Three years ago I carried out a burial on an anonymous Perthshire mountainside. With my bare hands I dug out a hole in the dirt and placed into the earth an item that represented a pain I had been carrying for over twenty years. As I refilled this grave, I asked God for peace and also grace that this wound could somehow transform me. I performed this spontaneous act four days into a Men's Rites of Passage in Scotland.
My journey to Perth had begun a few years' previously, when I encountered Franciscan Priest Richard Rohr at the Greenbelt Festival. He immediately struck me as a wise, older man. His words, particularly about male spirituality, had a strong resonance with me. Richard Rohr developed Men's Rites of Passage (MROP) as a response to what he saw as Western Christianity's poor track record in preparing boys to become men. Through extensive travel and research, Rohr observed that throughout history, communities around the world have devised ceremonies and rituals to honour the transition from boyhood to manhood. He concluded that the purpose behind most of these ceremonies was to help young men “die” to their younger sense of self, and find a mature, deeply rooted and honest sense of their true manhood. It is Rohr's observation that in the West we have lost almost all meaningful rituals and are instead increasingly addicted to consumption, acquisition and demonstrating our worth and power.
Encountering Rohr corresponded with a period in my life when I was in great spiritual desolation. A painful experience of church collapsing and what seemed like a losing battle with depression and anxiety had left me surrounded by a heavy darkness and turmoil. I felt like a hiker lost and disorientated in the hills. Many of the securities that I had previously relied upon were no longer present. I was deeply dissatisfied with my life and uncertain about how to find my way again.
So it was with trepedation that I took the boat from Northern Ireland to Scotland for the MROP and for five days joined with sixty other men of all shapes, sizes, ages, ethnicities, sexualities, backgrounds, nationalities and faith / no faith traditions for what was the most inspiring 5 days of my life.
As you read this, I imagine that you, as I did, have already formed an opinion and perception of what this event was like. Disregard it. Prior to going, the thought of macho spirituality repulsed me. I had seen mens initiatives in churches where subtle denegration of females took place. Where machismo, endurance and strength were esteemed over the values of honesty and weakness. You won't find this on a MROP. Instead, what I found was a beautiful, mindful and responsively crafted programme of drumming, fire, silence, wilderness, spiritual teaching and earthy ritual that I guarantee you will never find in a church.

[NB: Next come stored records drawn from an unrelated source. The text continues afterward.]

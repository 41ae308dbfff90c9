//! Error types for the accounts API client.
//!
//! # Design
//! The server does not return structured error codes, only an
//! `error_message`. `classify` is the one place that maps its vocabulary to
//! `Validation` and `Duplicate`; everything else stays a generic `Remote`.
//! A 404 is a `Remote` error whose `status()` is 404.

use thiserror::Error;

/// Error produced by a `Transport` implementation, passed through untouched.
pub type TransportError = Box<dyn std::error::Error + Send + Sync>;

const VALIDATION_MARKER: &str = "validation failure";
const DUPLICATE_MARKER: &str = "violates a duplicate constraint";

/// Errors returned by `AccountsClient`, `ClientConfig` and the envelope codec.
#[derive(Debug, Error)]
pub enum ApiError {
    /// The base URL is missing or is not an absolute URL.
    #[error("invalid client configuration: {0}")]
    Configuration(String),

    /// An account id is not a UUID. Raised before any request is sent.
    #[error("invalid account id {0:?}: not a UUID")]
    InvalidIdentifier(String),

    /// The server rejected the payload. The message is the server's, verbatim.
    #[error("{message}")]
    Validation { status: u16, message: String },

    /// The server reported a uniqueness constraint violation.
    #[error("{message}")]
    Duplicate { status: u16, message: String },

    /// Any other failed response.
    #[error("{message}")]
    Remote { status: u16, message: String },

    /// The response could not be decoded into the expected shape.
    #[error("malformed response (HTTP {status}): {reason}")]
    MalformedResponse { status: u16, reason: String },

    /// The request payload could not be serialized to JSON.
    #[error("request encoding failed: {0}")]
    Encoding(String),

    /// Network-level failure reported by the transport. `Display` and
    /// `source` forward to the transport's error.
    #[error(transparent)]
    Transport(TransportError),
}

impl ApiError {
    /// HTTP status of the response that caused the error, if there was one.
    pub fn status(&self) -> Option<u16> {
        match self {
            ApiError::Validation { status, .. }
            | ApiError::Duplicate { status, .. }
            | ApiError::Remote { status, .. }
            | ApiError::MalformedResponse { status, .. } => Some(*status),
            _ => None,
        }
    }
}

/// Map a server error message to an `ApiError` kind.
pub fn classify(status: u16, message: String) -> ApiError {
    if message.contains(VALIDATION_MARKER) {
        ApiError::Validation { status, message }
    } else if message.contains(DUPLICATE_MARKER) {
        ApiError::Duplicate { status, message }
    } else {
        ApiError::Remote { status, message }
    }
}

#[cfg(test)]
mod tests {
    use super::*;

    #[test]
    fn classify_missing_id_as_validation() {
        let err = classify(
            400,
            "validation failure list:\nvalidation failure list:\nid in body is required".to_string(),
        );
        assert!(matches!(err, ApiError::Validation { status: 400, .. }));
        assert!(err.to_string().ends_with("id in body is required"));
    }

    #[test]
    fn classify_duplicate() {
        let err = classify(
            409,
            "Account cannot be created as it violates a duplicate constraint".to_string(),
        );
        assert!(matches!(err, ApiError::Duplicate { status: 409, .. }));
    }

    #[test]
    fn classify_everything_else_as_remote() {
        let err = classify(404, "record 1 does not exist".to_string());
        assert!(matches!(err, ApiError::Remote { status: 404, .. }));
        assert_eq!(err.status(), Some(404));
    }

    #[test]
    fn transport_error_is_passed_through() {
        let inner = std::io::Error::new(std::io::ErrorKind::ConnectionRefused, "connection refused");
        let err = ApiError::Transport(Box::new(inner));
        assert_eq!(err.to_string(), "connection refused");
        assert_eq!(err.status(), None);
    }

    #[test]
    fn transport_error_message_appears_once_in_source_chain() {
        let inner = std::io::Error::new(std::io::ErrorKind::ConnectionRefused, "connection refused");
        let err = ApiError::Transport(Box::new(inner));

        let mut messages = vec![err.to_string()];
        let mut source = std::error::Error::source(&err);
        while let Some(cause) = source {
            messages.push(cause.to_string());
            source = cause.source();
        }
        assert_eq!(messages, vec!["connection refused".to_string()]);
    }
}
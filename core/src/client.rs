//! Request builder, response parser and blocking client for the accounts API.
//!
//! # Design
//! Each operation is split into a `build_*` method that produces an
//! `HttpRequest` and a `parse_*` method that consumes an `HttpResponse`.
//! Both halves are pure. The convenience methods (`create`, `fetch`,
//! `delete`, `list`, `health`) run build, then the configured `Transport`,
//! then parse. The client holds no mutable state, so one instance can be
//! shared across threads.

use std::fmt;
use std::sync::Arc;

use uuid::Uuid;

use crate::config::ClientConfig;
use crate::envelope::{decode, decode_no_content, encode};
use crate::error::ApiError;
use crate::http::{HttpMethod, HttpRequest, HttpResponse};
use crate::transport::{Transport, UreqTransport};
use crate::types::{Account, AccountPage, Envelope, HealthStatus, PageRequest};

const ACCOUNTS_PATH: &str = "/v1/organisation/accounts";
const HEALTH_PATH: &str = "/v1/health";

/// Blocking client for the account resource.
#[derive(Clone)]
pub struct AccountsClient {
    base_url: String,
    transport: Arc<dyn Transport>,
}

impl AccountsClient {
    pub fn new(config: ClientConfig) -> Self {
        let (base_url, transport) = config.into_parts();
        Self {
            base_url,
            transport: transport.unwrap_or_else(|| Arc::new(UreqTransport::new())),
        }
    }

    /// Build a client from `ACCOUNTS_API_URL` with the default transport.
    pub fn from_env() -> Result<Self, ApiError> {
        Ok(Self::new(ClientConfig::from_env()?))
    }

    pub fn base_url(&self) -> &str {
        &self.base_url
    }

    /// Replace the transport, e.g. with one that has a timeout.
    pub fn set_transport(&mut self, transport: Arc<dyn Transport>) {
        self.transport = transport;
    }

    // -----------------------------------------------------------------------
    // Operations
    // -----------------------------------------------------------------------

    /// Create `account`. The server echoes it back with its assigned version.
    pub fn create(&self, account: &Account) -> Result<Account, ApiError> {
        let request = self.build_create_account(account)?;
        self.parse_create_account(self.execute(&request)?)
    }

    pub fn fetch(&self, id: &str) -> Result<Account, ApiError> {
        let request = self.build_fetch_account(id)?;
        self.parse_fetch_account(self.execute(&request)?)
    }

    /// Delete version `version` of the account. Only `204` counts as success.
    pub fn delete(&self, id: &str, version: i64) -> Result<(), ApiError> {
        let request = self.build_delete_account(id, version)?;
        self.parse_delete_account(self.execute(&request)?)
    }

    /// Fetch one page. An empty `page_token` lets the server pick the page.
    pub fn list(&self, page_token: &str) -> Result<AccountPage, ApiError> {
        self.list_page(&PageRequest::number(page_token))
    }

    pub fn list_page(&self, page: &PageRequest) -> Result<AccountPage, ApiError> {
        let request = self.build_list_accounts(page);
        self.parse_list_accounts(self.execute(&request)?)
    }

    pub fn health(&self) -> Result<HealthStatus, ApiError> {
        let request = self.build_health();
        self.parse_health(self.execute(&request)?)
    }

    fn execute(&self, request: &HttpRequest) -> Result<HttpResponse, ApiError> {
        self.transport.execute(request).map_err(ApiError::Transport)
    }

    // -----------------------------------------------------------------------
    // Request builders
    // -----------------------------------------------------------------------

    pub fn build_create_account(&self, account: &Account) -> Result<HttpRequest, ApiError> {
        Ok(HttpRequest {
            method: HttpMethod::Post,
            url: format!("{}{ACCOUNTS_PATH}", self.base_url),
            headers: vec![("content-type".to_string(), "application/json".to_string())],
            body: Some(encode(account)?),
        })
    }

    pub fn build_fetch_account(&self, id: &str) -> Result<HttpRequest, ApiError> {
        let id = parse_id(id)?;
        Ok(HttpRequest {
            method: HttpMethod::Get,
            url: format!("{}{ACCOUNTS_PATH}/{id}", self.base_url),
            headers: Vec::new(),
            body: None,
        })
    }

    pub fn build_delete_account(&self, id: &str, version: i64) -> Result<HttpRequest, ApiError> {
        let id = parse_id(id)?;
        Ok(HttpRequest {
            method: HttpMethod::Delete,
            url: format!("{}{ACCOUNTS_PATH}/{id}?version={version}", self.base_url),
            headers: Vec::new(),
            body: None,
        })
    }

    pub fn build_list_accounts(&self, page: &PageRequest) -> HttpRequest {
        let mut query = url::form_urlencoded::Serializer::new(String::new());
        if let Some(number) = &page.number {
            query.append_pair("page[number]", number);
        }
        if let Some(size) = page.size {
            query.append_pair("page[size]", &size.to_string());
        }
        let query = query.finish();

        let mut url = format!("{}{ACCOUNTS_PATH}", self.base_url);
        if !query.is_empty() {
            url.push('?');
            url.push_str(&query);
        }
        HttpRequest {
            method: HttpMethod::Get,
            url,
            headers: Vec::new(),
            body: None,
        }
    }

    pub fn build_health(&self) -> HttpRequest {
        HttpRequest {
            method: HttpMethod::Get,
            url: format!("{}{HEALTH_PATH}", self.base_url),
            headers: Vec::new(),
            body: None,
        }
    }

    // -----------------------------------------------------------------------
    // Response parsers
    // -----------------------------------------------------------------------

    pub fn parse_create_account(&self, response: HttpResponse) -> Result<Account, ApiError> {
        decode::<Envelope<Account>>(&response).map(|envelope| envelope.data)
    }

    pub fn parse_fetch_account(&self, response: HttpResponse) -> Result<Account, ApiError> {
        decode::<Envelope<Account>>(&response).map(|envelope| envelope.data)
    }

    pub fn parse_delete_account(&self, response: HttpResponse) -> Result<(), ApiError> {
        decode_no_content(&response)
    }

    pub fn parse_list_accounts(&self, response: HttpResponse) -> Result<AccountPage, ApiError> {
        decode(&response)
    }

    pub fn parse_health(&self, response: HttpResponse) -> Result<HealthStatus, ApiError> {
        decode(&response)
    }
}

impl fmt::Debug for AccountsClient {
    fn fmt(&self, f: &mut fmt::Formatter<'_>) -> fmt::Result {
        f.debug_struct("AccountsClient")
            .field("base_url", &self.base_url)
            .finish_non_exhaustive()
    }
}

/// Validate an account id and return its canonical hyphenated form.
fn parse_id(id: &str) -> Result<Uuid, ApiError> {
    Uuid::parse_str(id).map_err(|_| ApiError::InvalidIdentifier(id.to_string()))
}
//! Verify build/parse methods against JSON test vectors stored in `test-vectors/`.
//!
//! Each vector file describes inputs, expected requests, simulated responses,
//! and expected parse results or error kinds. Comparing parsed JSON (not raw
//! strings) avoids false negatives from field-ordering differences.

use accounts_client::{Account, AccountPage, AccountsClient, ApiError, ClientConfig, HttpMethod, HttpRequest, HttpResponse};

const BASE_URL: &str = "http://localhost:8080";

fn client() -> AccountsClient {
    AccountsClient::new(ClientConfig::from_base_url(BASE_URL).unwrap())
}

/// Parse the method string from test vectors into `HttpMethod`.
fn parse_method(s: &str) -> HttpMethod {
    match s {
        "GET" => HttpMethod::Get,
        "POST" => HttpMethod::Post,
        "DELETE" => HttpMethod::Delete,
        other => panic!("unknown method: {other}"),
    }
}

/// Check method, URL, headers and body of a built request.
fn assert_request(name: &str, req: &HttpRequest, expected: &serde_json::Value) {
    assert_eq!(req.method, parse_method(expected["method"].as_str().unwrap()), "{name}: method");
    assert_eq!(req.url, format!("{BASE_URL}{}", expected["path"].as_str().unwrap()), "{name}: url");

    match expected.get("headers") {
        Some(headers) => {
            let expected_headers: Vec<(String, String)> = headers
                .as_array()
                .unwrap()
                .iter()
                .map(|h| {
                    let arr = h.as_array().unwrap();
                    (arr[0].as_str().unwrap().to_string(), arr[1].as_str().unwrap().to_string())
                })
                .collect();
            assert_eq!(req.headers, expected_headers, "{name}: headers");
        }
        None => assert!(req.headers.is_empty(), "{name}: headers should be empty"),
    }

    match expected.get("body") {
        Some(body) => {
            let req_body: serde_json::Value = serde_json::from_str(req.body.as_deref().unwrap()).unwrap();
            assert_eq!(&req_body, body, "{name}: body");
        }
        None => assert!(req.body.is_none(), "{name}: body should be None"),
    }
}

/// Build the simulated response. `content_type` defaults to JSON; an explicit
/// `null` sends no content-type header at all.
fn simulated_response(sim: &serde_json::Value) -> HttpResponse {
    let headers = match sim.get("content_type") {
        None => vec![("content-type".to_string(), "application/json".to_string())],
        Some(serde_json::Value::Null) => Vec::new(),
        Some(value) => vec![("content-type".to_string(), value.as_str().unwrap().to_string())],
    };
    HttpResponse {
        status: sim["status"].as_u64().unwrap() as u16,
        headers,
        body: sim["body"].as_str().unwrap().as_bytes().to_vec(),
    }
}

fn assert_error_kind(name: &str, err: &ApiError, expected: &str) {
    let matched = match expected {
        "Validation" => matches!(err, ApiError::Validation { .. }),
        "Duplicate" => matches!(err, ApiError::Duplicate { .. }),
        "Remote" => matches!(err, ApiError::Remote { .. }),
        "MalformedResponse" => matches!(err, ApiError::MalformedResponse { .. }),
        "InvalidIdentifier" => matches!(err, ApiError::InvalidIdentifier(_)),
        other => panic!("{name}: unknown expected_error: {other}"),
    };
    assert!(matched, "{name}: expected {expected}, got {err:?}");
}

// ---------------------------------------------------------------------------
// Create
// ---------------------------------------------------------------------------

#[test]
fn create_test_vectors() {
    let raw = include_str!("../../test-vectors/create.json");
    let vectors: serde_json::Value = serde_json::from_str(raw).unwrap();

    let c = client();
    for case in vectors["cases"].as_array().unwrap() {
        let name = case["name"].as_str().unwrap();
        let input: Account = serde_json::from_value(case["input"].clone()).unwrap();

        let req = c.build_create_account(&input).unwrap();
        assert_request(name, &req, &case["expected_request"]);

        let result = c.parse_create_account(simulated_response(&case["simulated_response"]));
        if let Some(expected_error) = case.get("expected_error") {
            assert_error_kind(name, &result.unwrap_err(), expected_error.as_str().unwrap());
        } else {
            let expected: Account = serde_json::from_value(case["expected_result"].clone()).unwrap();
            assert_eq!(result.unwrap(), expected, "{name}: parsed result");
        }
    }
}

// ---------------------------------------------------------------------------
// Fetch
// ---------------------------------------------------------------------------

#[test]
fn fetch_test_vectors() {
    let raw = include_str!("../../test-vectors/fetch.json");
    let vectors: serde_json::Value = serde_json::from_str(raw).unwrap();

    let c = client();
    for case in vectors["cases"].as_array().unwrap() {
        let name = case["name"].as_str().unwrap();
        let id = case["input_id"].as_str().unwrap();
        let expected_error = case.get("expected_error").and_then(|e| e.as_str());

        let req = match c.build_fetch_account(id) {
            Ok(req) => req,
            Err(err) => {
                assert_error_kind(name, &err, expected_error.unwrap());
                continue;
            }
        };
        assert_request(name, &req, &case["expected_request"]);

        let result = c.parse_fetch_account(simulated_response(&case["simulated_response"]));
        match expected_error {
            Some(expected) => assert_error_kind(name, &result.unwrap_err(), expected),
            None => {
                let expected: Account = serde_json::from_value(case["expected_result"].clone()).unwrap();
                assert_eq!(result.unwrap(), expected, "{name}: parsed result");
            }
        }
    }
}

// ---------------------------------------------------------------------------
// Delete
// ---------------------------------------------------------------------------

#[test]
fn delete_test_vectors() {
    let raw = include_str!("../../test-vectors/delete.json");
    let vectors: serde_json::Value = serde_json::from_str(raw).unwrap();

    let c = client();
    for case in vectors["cases"].as_array().unwrap() {
        let name = case["name"].as_str().unwrap();
        let id = case["input_id"].as_str().unwrap();
        let version = case["input_version"].as_i64().unwrap();
        let expected_error = case.get("expected_error").and_then(|e| e.as_str());

        let req = match c.build_delete_account(id, version) {
            Ok(req) => req,
            Err(err) => {
                assert_error_kind(name, &err, expected_error.unwrap());
                continue;
            }
        };
        assert_request(name, &req, &case["expected_request"]);

        let result = c.parse_delete_account(simulated_response(&case["simulated_response"]));
        match expected_error {
            Some(expected) => assert_error_kind(name, &result.unwrap_err(), expected),
            None => assert!(result.is_ok(), "{name}: expected success"),
        }
    }
}

// ---------------------------------------------------------------------------
// List
// ---------------------------------------------------------------------------

#[test]
fn list_test_vectors() {
    let raw = include_str!("../../test-vectors/list.json");
    let vectors: serde_json::Value = serde_json::from_str(raw).unwrap();

    let c = client();
    for case in vectors["cases"].as_array().unwrap() {
        let name = case["name"].as_str().unwrap();
        let token = case["input_token"].as_str().unwrap();

        let req = c.build_list_accounts(&accounts_client::PageRequest::number(token));
        assert_request(name, &req, &case["expected_request"]);

        let result = c.parse_list_accounts(simulated_response(&case["simulated_response"]));
        if let Some(expected_error) = case.get("expected_error") {
            assert_error_kind(name, &result.unwrap_err(), expected_error.as_str().unwrap());
        } else {
            let expected: AccountPage = serde_json::from_value(case["expected_result"].clone()).unwrap();
            assert_eq!(result.unwrap(), expected, "{name}: parsed result");
        }
    }
}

With the support of wise men who had made the journey before us, we were held in a safe space in which we were encouraged to be vulnerable and share our emotions. This enabled us to make a thorough examination of our lives and its priorities. Being encouraged to drop the usual roles we play and masks we wear: be it hospital consultant, air steward, photographer, bishop, partner and father, we learned that all of us men share a commonality in our weakness. We found the painful aspects of our stories echoed in the narratives of others. We shared stories of being rejected, excluded, wounded and put down. There were tears; but this was no meeting of the “pass the kleenex club.” There was also laughter, wonderful conversation and shenanigans.
There was no “road to Damascus” experience for me in Scotland. No one waved a magic wand to 'fix me'. However, I returned back home a little less lost, with my map slightly more orientated. Although the old stumbling block from twenty years ago still trips me up occasionally, I get some relief knowing that I buried it in an unmarked grave, in a far-off place and I don’t have to let it dominate my life.